Before the 2014 elections in Bangladesh, UN Assistant Secretary-General Oscar Fernandez-Taranco tried to broker an agreement between the country's two major political parties but that initiative failed.
Although the BNP leaders at the time demanded that the elections be held under the auspices of the UN, the ruling Awami League rejected the proposition.
With the next elections approaching, the BNP has once again called for a 'neutral' government to oversee the process. But as before, those in power have rebuffed that demand.
Seppo went on to explain the manner in which the UN provides electoral assistance to a country.
"The UN doesn’t provide electoral assistance unless we are asked to. So the whole process is that there is a request and then you have the Electoral Assistance Division working on the ground, conducting a need assessment mission and it goes on from there.
Earlier, the United Nations tried to hold a dialogue with President Abdul Hamid on the formation of the Election Commission, but the talks did not ultimately materialise.
Asked whether the formation of a new Election Commission would lead to such a dialogue, Seppo said the international community typically engages with its partners in any country to explore ways to provide assistance in the run-up to elections.
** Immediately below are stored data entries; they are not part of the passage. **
impl World {
    #[must_use]
    pub fn new() -> Self {
        Self::with_config(WorldConfig::default())
    }

    #[must_use]
    pub fn with_config(config: WorldConfig) -> Self {
        Self {
            config,
            entities: EntityAllocator::new(),
            entity_meta: Vec::new(),
            components: ComponentRegistry::new(),
            archetypes: ArchetypeStorage::new(),
            timestamp: 0,
        }
    }

    #[must_use]
    pub const fn config(&self) -> &WorldConfig {
        &self.config
    }

    // ==================== Timestamps ====================

    /// Current frame timestamp. Writes stamp chunks with this value.
    #[must_use]
    pub const fn timestamp(&self) -> u64 {
        self.timestamp
    }

    /// Advance the frame timestamp and return the new value.
    pub fn advance_timestamp(&mut self) -> u64 {
        self.timestamp += 1;
        self.timestamp
    }

    // ==================== Components ====================

    /// Register a component type. Idempotent.
    pub fn register<T: Component + Default>(&mut self) -> ComponentId {
        self.components.register::<T>()
    }

    #[must_use]
    pub fn component_id<T: Component>(&self) -> Option<ComponentId> {
        self.components.get_id::<T>()
    }

    /// Like [`Self::component_id`], but an unregistered type is an error.
    pub fn require_id<T: Component>(&self) -> EcsResult<ComponentId> {
        self.component_id::<T>()
            .ok_or(EcsError::UnregisteredComponent(std::any::type_name::<T>()))
    }

    #[must_use]
    pub const fn components(&self) -> &ComponentRegistry {
        &self.components
    }

    #[must_use]
    pub const fn archetypes(&self) -> &ArchetypeStorage {
        &self.archetypes
    }

    #[must_use]
    pub fn archetype(&self, id: ArchetypeId) -> Option<&Archetype> {
        self.archetypes.get(id)
    }

    #[must_use]
    pub fn chunk(&self, archetype: ArchetypeId, chunk: usize) -> Option<&Chunk> {
        self.archetypes.get(archetype)?.chunk(chunk)
    }

    // ==================== Entity Operations ====================

    /// Reserve `count` entities of the given type.
    ///
    /// Non-full chunks are filled first; new chunks are created as needed.
    /// Every new row is default-initialised. Returns the slices actually
    /// allocated, in allocation order.
    pub fn allocate(&mut self, entity_type: &EntityType, count: usize) -> EcsResult<Vec<ChunkSlice>> {
        for &meta in entity_type.shared() {
            if !self.entities.is_alive(meta) {
                return Err(EcsError::StaleEntity(meta));
            }
        }

        let arch_id = self.archetype_for(entity_type)?;
        let timestamp = self.timestamp;
        let archetype = self
            .archetypes
            .get_mut(arch_id)
            .ok_or(EcsError::UnknownArchetype(arch_id))?;

        let mut slices = Vec::new();
        let mut remaining = count;

        while remaining > 0 {
            let chunk_idx = archetype.chunk_with_space(timestamp);
            let Some(chunk) = archetype.chunk_mut(chunk_idx) else {
                break;
            };

            let start = chunk.len();
            let batch = remaining.min(chunk.free_rows());
            for _ in 0..batch {
                let entity = self.entities.allocate();
                let row = chunk.push_default(entity);
                set_location(
                    &mut self.entity_meta,
                    entity,
                    EntityLocation {
                        archetype: arch_id,
                        chunk: chunk_idx,
                        row,
                    },
                );
            }
            chunk.stamp_all(timestamp);

            slices.push(ChunkSlice {
                archetype: arch_id,
                chunk: chunk_idx,
                start,
                count: batch,
            });
            remaining -= batch;
        }

        Ok(slices)
    }

    /// Allocate a single default-initialised entity.
    pub fn spawn(&mut self, entity_type: &EntityType) -> EcsResult<Entity> {
        let slices = self.allocate(entity_type, 1)?;
        let slice = slices[0];
        Ok(self.slice_entities(&slice)[0])
    }

    /// Free an entity.
    ///
    /// The generation at its index is bumped and the chunk's last live row is
    /// moved into the freed slot.
    pub fn free(&mut self, entity: Entity) -> EcsResult<()> {
        let location = self.location(entity).ok_or(EcsError::StaleEntity(entity))?;
        let timestamp = self.timestamp;

        let chunk = self
            .archetypes
            .get_mut(location.archetype)
            .and_then(|archetype| archetype.chunk_mut(location.chunk))
            .ok_or(EcsError::StaleEntity(entity))?;

        // SAFETY: the location is live; every column of the row is dropped
        let moved = unsafe { chunk.swap_remove_with(location.row, |_| true) };
        if let Some(moved) = moved {
            chunk.stamp_all(timestamp);
            set_location(&mut self.entity_meta, moved, location);
        }

        self.entities.deallocate(entity);
        self.entity_meta[entity.index() as usize] = None;
        Ok(())
    }

    #[must_use]
    pub fn is_alive(&self, entity: Entity) -> bool {
        self.entities.is_alive(entity)
    }

    #[must_use]
    pub fn entity_count(&self) -> u32 {
        self.entities.alive_count()
    }

    /// Chunk and row of a live entity.
    #[must_use]
    pub fn location(&self, entity: Entity) -> Option<EntityLocation> {
        if !self.entities.is_alive(entity) {
            return None;
        }
        self.entity_meta.get(entity.index() as usize).copied().flatten()
    }

    // ==================== Component Access ====================

    #[must_use]
    pub fn has<T: Component>(&self, entity: Entity) -> bool {
        let (Some(location), Some(id)) = (self.location(entity), self.component_id::<T>()) else {
            return false;
        };
        self.archetypes
            .get(location.archetype)
            .is_some_and(|archetype| archetype.contains(id))
    }

    /// Read an owned component of a live entity.
    pub fn get_owned<T: Component>(&self, entity: Entity) -> EcsResult<&T> {
        let (location, column) = self.resolve::<T>(entity)?;
        let chunk = self.chunk(location.archetype, location.chunk).ok_or(EcsError::StaleEntity(entity))?;

        // SAFETY: the row is live, T matches the column, and `&self` rules
        // out concurrent structural changes
        Ok(unsafe { &chunk.columns()[column].slice::<T>(location.row, 1)[0] })
    }

    /// Mutably borrow an owned component. Stamps the component's column.
    pub fn get_owned_mut<T: Component>(&mut self, entity: Entity) -> EcsResult<&mut T> {
        let (location, column) = self.resolve::<T>(entity)?;
        let timestamp = self.timestamp;
        let chunk = self.chunk(location.archetype, location.chunk).ok_or(EcsError::StaleEntity(entity))?;
        chunk.stamp(column, timestamp);

        // SAFETY: `&mut self` guarantees no other reference into the chunk
        Ok(unsafe { &mut chunk.columns()[column].slice_mut::<T>(location.row, 1)[0] })
    }

    /// Read a component through the entity's shared meta entities.
    pub fn get_shared<T: Component>(&self, entity: Entity) -> EcsResult<&T> {
        let location = self.location(entity).ok_or(EcsError::StaleEntity(entity))?;
        let id = self.require_id::<T>()?;

        let (meta, _) = self
            .shared_source(location.archetype, id)
            .ok_or(EcsError::MissingComponent {
                entity,
                component: std::any::type_name::<T>(),
            })?;
        self.get_owned::<T>(meta)
    }

    /// The first live shared entity of `archetype` that owns `component`.
    #[must_use]
    pub fn shared_source(
        &self,
        archetype: ArchetypeId,
        component: ComponentId,
    ) -> Option<(Entity, EntityLocation)> {
        self.archetypes.get(archetype)?.shared().iter().find_map(|&meta| {
            let location = self.location(meta)?;
            self.archetypes
                .get(location.archetype)?
                .contains(component)
                .then_some((meta, location))
        })
    }

    /// Typed view of the rows of a slice.
    ///
    /// Returns `None` if the slice's archetype lacks `T` or is out of range.
    #[must_use]
    pub fn slice<T: Component>(&self, slice: &ChunkSlice) -> Option<&[T]> {
        let (chunk, column) = self.slice_column::<T>(slice)?;
        // SAFETY: the range is live and T matches the column
        Some(unsafe { chunk.columns()[column].slice::<T>(slice.start, slice.count) })
    }

    /// Mutable typed view of the rows of a slice. Stamps the column.
    pub fn slice_mut<T: Component>(&mut self, slice: &ChunkSlice) -> Option<&mut [T]> {
        let timestamp = self.timestamp;
        let (chunk, column) = self.slice_column::<T>(slice)?;
        chunk.stamp(column, timestamp);
        // SAFETY: `&mut self` guarantees exclusive access to the range
        Some(unsafe { chunk.columns()[column].slice_mut::<T>(slice.start, slice.count) })
    }

    /// Entity handles of the rows of a slice.
    #[must_use]
    pub fn slice_entities(&self, slice: &ChunkSlice) -> &[Entity] {
        self.chunk(slice.archetype, slice.chunk)
            .and_then(|chunk| chunk.entities().get(slice.start..slice.end()))
            .unwrap_or_default()
    }

    // ==================== Migration ====================

    /// Add or overwrite a component, moving the entity to a new archetype
    /// when it does not own `T` yet.
    pub fn insert<T: Component + Default>(&mut self, entity: Entity, value: T) -> EcsResult<()> {
        let id = self.register::<T>();
        let location = self.location(entity).ok_or(EcsError::StaleEntity(entity))?;
        let archetype = self.archetype_ref(location.archetype)?;

        if !archetype.contains(id) {
            let mut components: SmallVec<[ComponentId; 8]> = archetype.components().into();
            components.push(id);
            let target = EntityType::from_sets(components, archetype.shared().into());
            self.migrate(entity, location, &target)?;
        }

        *self.get_owned_mut::<T>(entity)? = value;
        Ok(())
    }

    /// Remove a component, moving the entity to the archetype without it.
    pub fn remove<T: Component + Default>(&mut self, entity: Entity) -> EcsResult<T> {
        let value = std::mem::take(self.get_owned_mut::<T>(entity)?);
        let id = self.require_id::<T>()?;
        let location = self.location(entity).ok_or(EcsError::StaleEntity(entity))?;
        let archetype = self.archetype_ref(location.archetype)?;

        let components: SmallVec<[ComponentId; 8]> = archetype
            .components()
            .iter()
            .copied()
            .filter(|&c| c != id)
            .collect();
        let target = EntityType::from_sets(components, archetype.shared().into());
        self.migrate(entity, location, &target)?;

        Ok(value)
    }

    /// Replace the shared meta entities of an entity.
    pub fn set_shared(&mut self, entity: Entity, shared: &[Entity]) -> EcsResult<()> {
        let location = self.location(entity).ok_or(EcsError::StaleEntity(entity))?;
        for &meta in shared {
            if !self.entities.is_alive(meta) {
                return Err(EcsError::StaleEntity(meta));
            }
        }

        let archetype = self.archetype_ref(location.archetype)?;
        let target = EntityType::from_sets(archetype.components().into(), shared.into());
        self.migrate(entity, location, &target)?;
        Ok(())
    }

    /// Move `entity` from `source` into the archetype for `target`.
    ///
    /// Components present in both archetypes are moved bit-for-bit, new ones
    /// are default-initialised and dropped ones are dropped. Every column of
    /// the destination chunk is stamped.
    fn migrate(
        &mut self,
        entity: Entity,
        source: EntityLocation,
        target: &EntityType,
    ) -> EcsResult<EntityLocation> {
        let dst_id = self.archetype_for(target)?;
        if dst_id == source.archetype {
            return Ok(source);
        }

        let timestamp = self.timestamp;
        let (src_arch, dst_arch) = self.archetypes.pair_mut(source.archetype, dst_id);

        // Source column feeding each destination column.
        let feeds: SmallVec<[Option<usize>; 8]> = dst_arch
            .components()
            .iter()
            .map(|&id| src_arch.column_index(id))
            .collect();
        // Source columns that survive the move.
        let kept: SmallVec<[bool; 8]> = src_arch
            .components()
            .iter()
            .map(|&id| dst_arch.contains(id))
            .collect();

        let dst_chunk_idx = dst_arch.chunk_with_space(timestamp);
        let (Some(src_chunk), Some(dst_chunk)) = (
            src_arch.chunk_mut(source.chunk),
            dst_arch.chunk_mut(dst_chunk_idx),
        ) else {
            return Err(EcsError::StaleEntity(entity));
        };

        // SAFETY: every destination column is initialised in the loop below
        let dst_row = unsafe { dst_chunk.push_uninit(entity) };
        for (dst_col, feed) in feeds.iter().enumerate() {
            let column = &mut dst_chunk.columns_mut()[dst_col];
            // SAFETY: dst_row was just reserved; source rows are live and of
            // the same component type
            unsafe {
                match feed {
                    Some(src_col) => src_chunk.columns()[*src_col].move_to(source.row, column, dst_row),
                    None => column.write_default(dst_row),
                }
            }
        }
        dst_chunk.stamp_all(timestamp);

        // SAFETY: kept columns were moved out above, the rest are dropped
        let moved = unsafe { src_chunk.swap_remove_with(source.row, |col| !kept[col]) };
        if moved.is_some() {
            src_chunk.stamp_all(timestamp);
        }

        let destination = EntityLocation {
            archetype: dst_id,
            chunk: dst_chunk_idx,
            row: dst_row,
        };
        if let Some(moved) = moved {
            set_location(&mut self.entity_meta, moved, source);
        }
        set_location(&mut self.entity_meta, entity, destination);

        tracing::trace!(%entity, from = ?source.archetype, to = ?dst_id, "migrated entity");
        Ok(destination)
    }

    // ==================== Internals ====================

    fn archetype_for(&mut self, entity_type: &EntityType) -> EcsResult<ArchetypeId> {
        let config = &self.config;
        self.archetypes
            .get_or_create(entity_type, &self.components, |infos| config.rows_for(infos))
    }

    fn archetype_ref(&self, id: ArchetypeId) -> EcsResult<&Archetype> {
        self.archetypes
            .get(id)
            .ok_or(EcsError::UnknownArchetype(id))
    }

    /// Location and column index of `T` for a live entity.
    fn resolve<T: Component>(&self, entity: Entity) -> EcsResult<(EntityLocation, usize)> {
        let location = self.location(entity).ok_or(EcsError::StaleEntity(entity))?;
        let id = self.require_id::<T>()?;
        let column = self
            .archetypes
            .get(location.archetype)
            .and_then(|archetype| archetype.column_index(id))
            .ok_or(EcsError::MissingComponent {
                entity,
                component: std::any::type_name::<T>(),
            })?;
        Ok((location, column))
    }

    fn slice_column<T: Component>(&self, slice: &ChunkSlice) -> Option<(&Chunk, usize)> {
        let id = self.component_id::<T>()?;
        let archetype = self.archetypes.get(slice.archetype)?;
        let column = archetype.column_index(id)?;
        let chunk = archetype.chunk(slice.chunk)?;
        (slice.end() <= chunk.len()).then_some((chunk, column))
    }
}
That could happen in Bangladesh too as part of an initiative by the UN or envoys of other countries, she added.
"I don’t expect this would be different from previous elections."
Seppo also spoke to reporters about the human rights situation in the country and the need to amend the Digital Security Act (DSA).
"The review of DSA is one of the recommendations of the United Nations Universal Periodic Review (UPR) that actually was supported by Bangladesh. And the recommendation is centred around making sure the law is compliant with international human rights standards."
"We have had some good discussions with the minister of law in particular regarding the implementation of these recommendations and we certainly stand ready to support the review of this legislation to make sure that its misuse is minimised and it is compliant with international standards."
She highlighted the need to strike a balance between the regulation of digital spaces and freedom of expression.
"I think it is important to recognise that there is a fundamental freedom in terms of freedom of expression and opinion that Bangladesh is a signatory to. And it’s really a challenge of striking the balance between some control over the digital space while respecting these rights."
Seppo said the Digital Security Act falls short of finding such a balance at the moment but she hopes a review will now go ahead.
"Globally, there is a big concern around shrinking civic spaces and that applies to so many countries. And I don’t think that's healthy for any country that aspires to be a democracy."
She reiterated the UN secretary-general's call to protect civic spaces, adding that it should be part of the efforts to ensure that the recovery from the COVID-19 pandemic is "inclusive".
Seppo also highlighted other areas of concern for the UN, including violence against women and growing inequalities in many countries.
"We hope that the review of the DSA, as one of the recommendations from the UPR, will indeed improve that situation."